**The task**
Show each line of the data below in which "strictly" occurs.

──────── Provided entries

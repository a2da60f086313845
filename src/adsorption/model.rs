//! Domain types: site identity, structures, distance sets, trial records.

use serde::{Deserialize, Serialize};
use std::collections::BTreeMap;
use std::fmt;

use crate::core::errors::{FlowError, Result};
use crate::dag_flow::NodeStatus;

/// Composite identity of one (adsorbate, slab, site) configuration.
#[derive(Debug, Clone, Copy, PartialEq, Eq, Hash, PartialOrd, Ord, Serialize, Deserialize)]
pub struct SiteKey {
    pub ads_idx: usize,
    pub slab_idx: usize,
    pub site_idx: usize,
}

impl SiteKey {
    pub fn new(ads_idx: usize, slab_idx: usize, site_idx: usize) -> Self {
        Self {
            ads_idx,
            slab_idx,
            site_idx,
        }
    }

    pub fn trial_energy_key(&self, distance_idx: usize) -> String {
        format!("{}_{}_energy", self, distance_idx)
    }

    pub fn trial_structure_key(&self, distance_idx: usize) -> String {
        format!("{}_{}_structure", self, distance_idx)
    }

    pub fn optimized_energy_key(&self) -> String {
        optimized_energy_key(&self.to_string())
    }

    pub fn optimized_structure_key(&self) -> String {
        optimized_structure_key(&self.to_string())
    }
}

impl fmt::Display for SiteKey {
    fn fmt(&self, f: &mut fmt::Formatter<'_>) -> fmt::Result {
        write!(f, "{}_{}_{}", self.ads_idx, self.slab_idx, self.site_idx)
    }
}

pub fn slab_energy_key(slab_idx: usize) -> String {
    format!("{}_slab_energy", slab_idx)
}

pub fn optimized_energy_key(prefix: &str) -> String {
    format!("{}_optimized_energy", prefix)
}

pub fn optimized_structure_key(prefix: &str) -> String {
    format!("{}_optimized_structure", prefix)
}

/// Element counts keyed by symbol
pub type Composition = BTreeMap<String, usize>;

fn composition_of<'a>(species: impl Iterator<Item = &'a str>) -> Composition {
    let mut composition = Composition::new();
    for s in species {
        *composition.entry(s.to_string()).or_insert(0) += 1;
    }
    composition
}

/// Formula in alphabetical element order, e.g. `H2O`
pub fn formula_of(composition: &Composition) -> String {
    composition
        .iter()
        .map(|(el, n)| if *n == 1 { el.clone() } else { format!("{}{}", el, n) })
        .collect()
}

#[derive(Debug, Clone, PartialEq, Serialize, Deserialize)]
pub struct Site {
    pub species: String,
    /// Cartesian coordinates
    pub coords: [f64; 3],
    /// Marks sites placed by adsorption
    #[serde(default)]
    pub is_adsorbate: bool,
}

impl Site {
    pub fn new(species: impl Into<String>, coords: [f64; 3]) -> Self {
        Self {
            species: species.into(),
            coords,
            is_adsorbate: false,
        }
    }

    pub fn adsorbate(species: impl Into<String>, coords: [f64; 3]) -> Self {
        Self {
            is_adsorbate: true,
            ..Self::new(species, coords)
        }
    }
}

/// Periodic structure snapshot: a bulk, a slab or a slab with adsorbate.
#[derive(Debug, Clone, PartialEq, Serialize, Deserialize)]
pub struct Structure {
    pub lattice: [[f64; 3]; 3],
    pub sites: Vec<Site>,
    #[serde(default)]
    pub miller_index: Option<[i32; 3]>,
}

impl Structure {
    pub fn new(lattice: [[f64; 3]; 3], sites: Vec<Site>) -> Self {
        Self {
            lattice,
            sites,
            miller_index: None,
        }
    }

    pub fn with_miller_index(mut self, miller_index: [i32; 3]) -> Self {
        self.miller_index = Some(miller_index);
        self
    }

    /// Site count
    pub fn len(&self) -> usize {
        self.sites.len()
    }

    pub fn is_empty(&self) -> bool {
        self.sites.is_empty()
    }

    pub fn composition(&self) -> Composition {
        composition_of(self.sites.iter().map(|s| s.species.as_str()))
    }

    pub fn formula(&self) -> String {
        formula_of(&self.composition())
    }

    /// `(1, 1, 1)` style label, empty for non-slabs
    pub fn miller_label(&self) -> String {
        match self.miller_index {
            Some([h, k, l]) => format!("({}, {}, {})", h, k, l),
            None => String::new(),
        }
    }

    /// Copy keeping only the adsorbate sites
    pub fn adsorbate_only(&self) -> Structure {
        Structure {
            sites: self.sites.iter().filter(|s| s.is_adsorbate).cloned().collect(),
            ..self.clone()
        }
    }

    /// Copy with every adsorbate site removed
    pub fn slab_only(&self) -> Structure {
        Structure {
            sites: self.sites.iter().filter(|s| !s.is_adsorbate).cloned().collect(),
            ..self.clone()
        }
    }
}

#[derive(Debug, Clone, PartialEq, Serialize, Deserialize)]
pub struct Molecule {
    pub sites: Vec<Site>,
}

impl Molecule {
    pub fn new(sites: Vec<Site>) -> Self {
        Self { sites }
    }

    pub fn len(&self) -> usize {
        self.sites.len()
    }

    pub fn is_empty(&self) -> bool {
        self.sites.is_empty()
    }

    pub fn composition(&self) -> Composition {
        composition_of(self.sites.iter().map(|s| s.species.as_str()))
    }

    pub fn formula(&self) -> String {
        formula_of(&self.composition())
    }

    /// Place the molecule in a cubic box of the given edge length
    pub fn in_box(&self, edge: f64) -> Structure {
        let sites = self
            .sites
            .iter()
            .map(|s| Site {
                species: s.species.clone(),
                coords: [
                    s.coords[0] + edge / 2.0,
                    s.coords[1] + edge / 2.0,
                    s.coords[2] + edge / 2.0,
                ],
                is_adsorbate: true,
            })
            .collect();
        Structure::new([[edge, 0.0, 0.0], [0.0, edge, 0.0], [0.0, 0.0, edge]], sites)
    }
}

/// Candidate separation distances, strictly ascending.
#[derive(Debug, Clone, PartialEq, Serialize, Deserialize)]
#[serde(try_from = "Vec<f64>", into = "Vec<f64>")]
pub struct DistanceSet(Vec<f64>);

impl DistanceSet {
    pub fn new(distances: Vec<f64>) -> Result<Self> {
        if distances.is_empty() {
            return Err(FlowError::configuration("distances", "must not be empty"));
        }
        if distances.iter().any(|d| !d.is_finite() || *d <= 0.0) {
            return Err(FlowError::configuration(
                "distances",
                "every distance must be finite and positive",
            ));
        }
        if distances.windows(2).any(|w| w[0] >= w[1]) {
            return Err(FlowError::configuration(
                "distances",
                "must be strictly ascending",
            ));
        }
        Ok(Self(distances))
    }

    pub fn as_slice(&self) -> &[f64] {
        &self.0
    }

    pub fn get(&self, distance_idx: usize) -> Option<f64> {
        self.0.get(distance_idx).copied()
    }

    pub fn len(&self) -> usize {
        self.0.len()
    }

    pub fn is_empty(&self) -> bool {
        self.0.is_empty()
    }

    /// `(distance_idx, distance)` pairs in ascending order
    pub fn iter(&self) -> impl Iterator<Item = (usize, f64)> + '_ {
        self.0.iter().copied().enumerate()
    }
}

impl Default for DistanceSet {
    fn default() -> Self {
        Self(vec![0.5, 0.87, 1.25, 1.63, 2.0])
    }
}

impl TryFrom<Vec<f64>> for DistanceSet {
    type Error = FlowError;

    fn try_from(value: Vec<f64>) -> Result<Self> {
        Self::new(value)
    }
}

impl From<DistanceSet> for Vec<f64> {
    fn from(value: DistanceSet) -> Self {
        value.0
    }
}

#[derive(Debug, Clone, Copy, PartialEq, Eq, Serialize, Deserialize)]
#[serde(rename_all = "snake_case")]
pub enum TrialStatus {
    Pending,
    Succeeded,
    Failed,
}

impl From<NodeStatus> for TrialStatus {
    fn from(status: NodeStatus) -> Self {
        match status {
            NodeStatus::Completed => TrialStatus::Succeeded,
            NodeStatus::Failed | NodeStatus::Skipped | NodeStatus::Exited => TrialStatus::Failed,
            NodeStatus::Pending | NodeStatus::Running => TrialStatus::Pending,
        }
    }
}

/// One distance trial as seen by the selector
#[derive(Debug, Clone, PartialEq, Serialize, Deserialize)]
pub struct TrialRecord {
    pub distance: f64,
    pub energy_per_atom: Option<f64>,
    pub structure: Option<Structure>,
    pub status: TrialStatus,
}

impl TrialRecord {
    /// Succeeded with a finite energy and a structure
    pub fn is_available(&self) -> bool {
        self.status == TrialStatus::Succeeded
            && self.energy_per_atom.map_or(false, f64::is_finite)
            && self.structure.is_some()
    }
}

#[derive(Debug, Clone, Copy, PartialEq, Serialize, Deserialize)]
pub struct SelectionResult {
    pub optimal_distance: f64,
    pub lowest_energy: f64,
    pub adsorption_energy: f64,
}

/// Per-atom reference energies by element symbol
#[derive(Debug, Clone, PartialEq, Serialize, Deserialize)]
#[serde(transparent)]
pub struct ReferenceEnergies(pub BTreeMap<String, f64>);

impl ReferenceEnergies {
    pub fn get(&self, element: &str) -> Option<f64> {
        self.0.get(element).copied()
    }

    /// Σ count × reference over the elements in the table
    pub fn contribution(&self, composition: &Composition) -> f64 {
        self.0
            .iter()
            .map(|(el, e)| composition.get(el).copied().unwrap_or(0) as f64 * e)
            .sum()
    }
}

impl Default for ReferenceEnergies {
    fn default() -> Self {
        Self(BTreeMap::from([
            ("H".to_string(), -3.379),
            ("O".to_string(), -7.459),
            ("C".to_string(), -7.329),
        ]))
    }
}

#[cfg(test)]
mod tests {
    use super::*;
    use pretty_assertions::assert_eq;

    fn water() -> Molecule {
        Molecule::new(vec![
            Site::new("O", [0.0, 0.0, 0.0]),
            Site::new("H", [0.76, 0.59, 0.0]),
            Site::new("H", [-0.76, 0.59, 0.0]),
        ])
    }

    #[test]
    fn test_keys() {
        let key = SiteKey::new(0, 1, 2);
        assert_eq!(key.to_string(), "0_1_2");
        assert_eq!(key.trial_energy_key(3), "0_1_2_3_energy");
        assert_eq!(key.trial_structure_key(0), "0_1_2_0_structure");
        assert_eq!(key.optimized_energy_key(), "0_1_2_optimized_energy");
        assert_eq!(slab_energy_key(4), "4_slab_energy");
    }

    #[test]
    fn test_composition_and_formula() {
        let mol = water();
        assert_eq!(mol.formula(), "H2O");
        assert_eq!(mol.composition().get("H"), Some(&2));

        let mut slab = Structure::new(
            [[3.0, 0.0, 0.0], [0.0, 3.0, 0.0], [0.0, 0.0, 20.0]],
            vec![Site::new("Pt", [0.0, 0.0, 0.0]), Site::new("Pt", [1.5, 1.5, 0.0])],
        )
        .with_miller_index([1, 1, 1]);
        slab.sites.push(Site::adsorbate("O", [0.0, 0.0, 2.0]));

        assert_eq!(slab.len(), 3);
        assert_eq!(slab.miller_label(), "(1, 1, 1)");
        assert_eq!(slab.adsorbate_only().formula(), "O");
        assert_eq!(slab.slab_only().formula(), "Pt2");
    }

    #[test]
    fn test_distance_set_validation() {
        assert!(DistanceSet::new(vec![]).is_err());
        assert!(DistanceSet::new(vec![1.0, 0.5]).is_err());
        assert!(DistanceSet::new(vec![1.0, 1.0]).is_err());
        assert!(DistanceSet::new(vec![-1.0, 0.5]).is_err());
        assert_eq!(DistanceSet::default().len(), 5);

        let parsed: std::result::Result<DistanceSet, _> = serde_json::from_str("[2.0, 1.0]");
        assert!(parsed.is_err());
    }

    #[test]
    fn test_reference_contribution() {
        let refs = ReferenceEnergies::default();
        let c = refs.contribution(&water().composition());
        assert!((c - (-14.217)).abs() < 1e-9);
    }

    #[test]
    fn test_trial_status_from_node_status() {
        assert_eq!(TrialStatus::from(NodeStatus::Completed), TrialStatus::Succeeded);
        assert_eq!(TrialStatus::from(NodeStatus::Skipped), TrialStatus::Failed);
        assert_eq!(TrialStatus::from(NodeStatus::Running), TrialStatus::Pending);
    }
}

────────────────

**Expected answer**
/// Candidate separation distances, strictly ascending.
                "must be strictly ascending",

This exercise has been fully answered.